I agree that NASA deserves more funding, and TFS and TFA stating "For an agency regularly called "adrift" without a mission" is dead wrong. Head to NASA's site and you'll see TONS of missions that have on-going support, are being built, and are planned for the future. NASA mans all sorts of missions, most of which most people(even the science savvy people here on /.) ignore. They are not 'adrift'. They are not 'without a mission'.
Theyve all but garunteed another shutdown.
This budget bill has so many poison pills it ought to be declared a Superfund site.
-Campaign contribution limits got increased to a cool 1.5 million dollars.
-Federal Contractors used to have to disclose which politicians they have bought I mean contributed to....but this budget removes that requirement.
-Naturally it also cuts funding for the EPA. Because clean air and wateR? Who needs those? Its not like we have rivers that catch on fire or anything, therefore its not needed.
-And also cuts funding for the IRS. The government relies on tax dollars, but hey, who needs to collect those? And then when government is shutdown for a lack of funds cause it couldnt collect taxes....hey its just more proof government doesnt work.....because we made sure it doesnt, but that's obviously beside the point.
There's more, but its all stupid.
Looks like I'll be getting some involuntary days off again this year.
And just in time for Christmas too.
> (a 2% boost leaves us 98% shy of Tyson's goal).
I hope math education will also receive its share... On a 100$ budget, nasa gets 0.5$. Consequently, a 2% increase give us 0.5$ + 2% * 0.5$ = 0.51$. Oh wait, then a 2% increase does not leave us 98% to go. We need a 300% increase to reach the 2%.
"Space is dead."
Is that like "gamers are dead"? Becuase those two questions amount to the same level of bullshit, just sayin'...
The only thing that is absolutely clear is: the Information Age is dead.
I would be interested to see some auditor reviews of NASA's budget. I'm sure they have smart people there but those that I have met have not been very impressive. They basically fill space and know next to nothing about the technical aspects of their jobs. One guy I worked with had to spend quite a while explaining the difference between mv and copy on a file to someone that worked in their network security some years back... This was a high level technical role not a manager. So I've always wondered how much of their budget was massive overspending due to incompetence and payroll for people who effectively dodge work all day and do nothing but navigate that bureaucracy.

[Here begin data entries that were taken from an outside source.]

//! Episode counts derived from airing data.

use super::types::{AiringSlot, Anime, MediaStatus};

/// Grid length used when the total episode count is unknown.
pub const FALLBACK_EPISODE_COUNT: u32 = 100;

/// Episodes shown per page of the tracker grid.
pub const EPISODE_PAGE_SIZE: u32 = 50;

/// Number of episodes that have already aired.
///
/// For a releasing show the episode about to air has not been released yet,
/// so the count is one less than `next_airing_episode.episode`.
pub fn released_episode_count(anime: &Anime) -> u32 {
  match (&anime.status, &anime.next_airing_episode) {
    (Some(MediaStatus::Releasing), Some(next)) => next.episode.saturating_sub(1),
    _ => anime.episodes.unwrap_or(0),
  }
}

/// Highest episode whose airing time is at or before `now` (unix seconds).
pub fn released_from_schedule(slots: &[AiringSlot], now: i64) -> u32 {
  slots
    .iter()
    .filter(|slot| slot.airing_at <= now)
    .map(|slot| slot.episode)
    .max()
    .unwrap_or(0)
}

/// Length of the episode tracker grid for a show with `total` episodes.
pub fn trackable_episodes(total: Option<u32>) -> u32 {
  match total {
    Some(n) if n > 0 => n,
    _ => FALLBACK_EPISODE_COUNT,
  }
}

/// Number of grid pages needed for `total` episodes.
pub fn episode_pages(total: Option<u32>) -> u32 {
  trackable_episodes(total).div_ceil(EPISODE_PAGE_SIZE)
}

/// Episodes shown on the zero-based grid `page`, clamped to the grid length.
pub fn episode_page(total: Option<u32>, page: u32) -> std::ops::RangeInclusive<u32> {
  let len = trackable_episodes(total);
  let start = page.saturating_mul(EPISODE_PAGE_SIZE).saturating_add(1);
  let end = start.saturating_add(EPISODE_PAGE_SIZE - 1).min(len);
  start..=end
}

#[cfg(test)]
mod tests {
  use super::*;
  use crate::catalog::types::{CoverImage, NextAiring, Title};

  fn anime(status: Option<MediaStatus>, episodes: Option<u32>, next: Option<u32>) -> Anime {
    Anime {
      id: 1,
      id_mal: None,
      title: Title::default(),
      cover_image: CoverImage::default(),
      banner_image: None,
      description: None,
      average_score: None,
      episodes,
      format: None,
      status,
      season: None,
      season_year: None,
      genres: Vec::new(),
      studios: Vec::new(),
      source: None,
      is_adult: None,
      next_airing_episode: next.map(|episode| NextAiring {
        episode,
        airing_at: 0,
        time_until_airing: 0,
      }),
    }
  }

  #[test]
  fn test_released_count_for_releasing_show() {
    let a = anime(Some(MediaStatus::Releasing), Some(24), Some(8));
    assert_eq!(released_episode_count(&a), 7);
  }

  #[test]
  fn test_released_count_first_episode_pending() {
    let a = anime(Some(MediaStatus::Releasing), None, Some(1));
    assert_eq!(released_episode_count(&a), 0);
  }

  #[test]
  fn test_released_count_for_finished_show() {
    let a = anime(Some(MediaStatus::Finished), Some(12), None);
    assert_eq!(released_episode_count(&a), 12);

    let unknown = anime(Some(MediaStatus::Releasing), None, None);
    assert_eq!(released_episode_count(&unknown), 0);
  }

  #[test]
  fn test_released_from_schedule() {
    let slot = |episode, airing_at| AiringSlot {
      episode,
      airing_at,
      time_until_airing: 0,
    };
    let slots = [slot(1, 100), slot(2, 200), slot(3, 300)];
    assert_eq!(released_from_schedule(&slots, 250), 2);
    assert_eq!(released_from_schedule(&slots, 300), 3);
    assert_eq!(released_from_schedule(&slots, 50), 0);
    assert_eq!(released_from_schedule(&[], 1_000), 0);
  }

  #[test]
  fn test_trackable_episodes_and_pages() {
    assert_eq!(trackable_episodes(Some(12)), 12);
    assert_eq!(trackable_episodes(Some(0)), FALLBACK_EPISODE_COUNT);
    assert_eq!(trackable_episodes(None), FALLBACK_EPISODE_COUNT);

    assert_eq!(episode_pages(Some(12)), 1);
    assert_eq!(episode_pages(Some(51)), 2);
    assert_eq!(episode_pages(None), 2);

    assert_eq!(episode_page(Some(64), 0), 1..=50);
    assert_eq!(episode_page(Some(64), 1), 51..=64);
  }
}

Who is this idtiot OP? If you do the simplest websearch, the inflation rate for the US in the last year is 1.7% (which, off the subject, is higher than the "raise" I and my coworkers got), so in other words, NASA's funding is absolutely static.
But then, the GOP secretly believes that the world is flat, and was created 4004 BCE....
mark
I don't support sending robots to other worlds using tons and tons of tax dollars. NASA was and should be about putting humans on other worlds. That part of the mission has been dropped and without it I don't support NASA.
Shut it down. Send everyone home. Shutter the agency if they cannot put human beings onto rocks in space.
If we want to fund science, then wonderful, transfer NASAs budget to the NSF or whatever.
> (a 2% boost leaves us 98% shy of Tyson's goal).
I hope math education will also receive its share... On a 100$ budget, nasa gets 0.5$. Consequently, a 2% increase give us 0.5$ + 2% * 0.5$ = 0.51$. Oh wait, then a 2% increase does not leave us 98% to go. We need a 300% increase to reach the 2%.
What are you talking about? Yes, $0.5 + 0.02 * $0.5 = $0.51. You got that part right. However, $0.5 + 0.02 * $0.5 + 0.98 * $0.5 = $1.0, so we indeed need 98% more.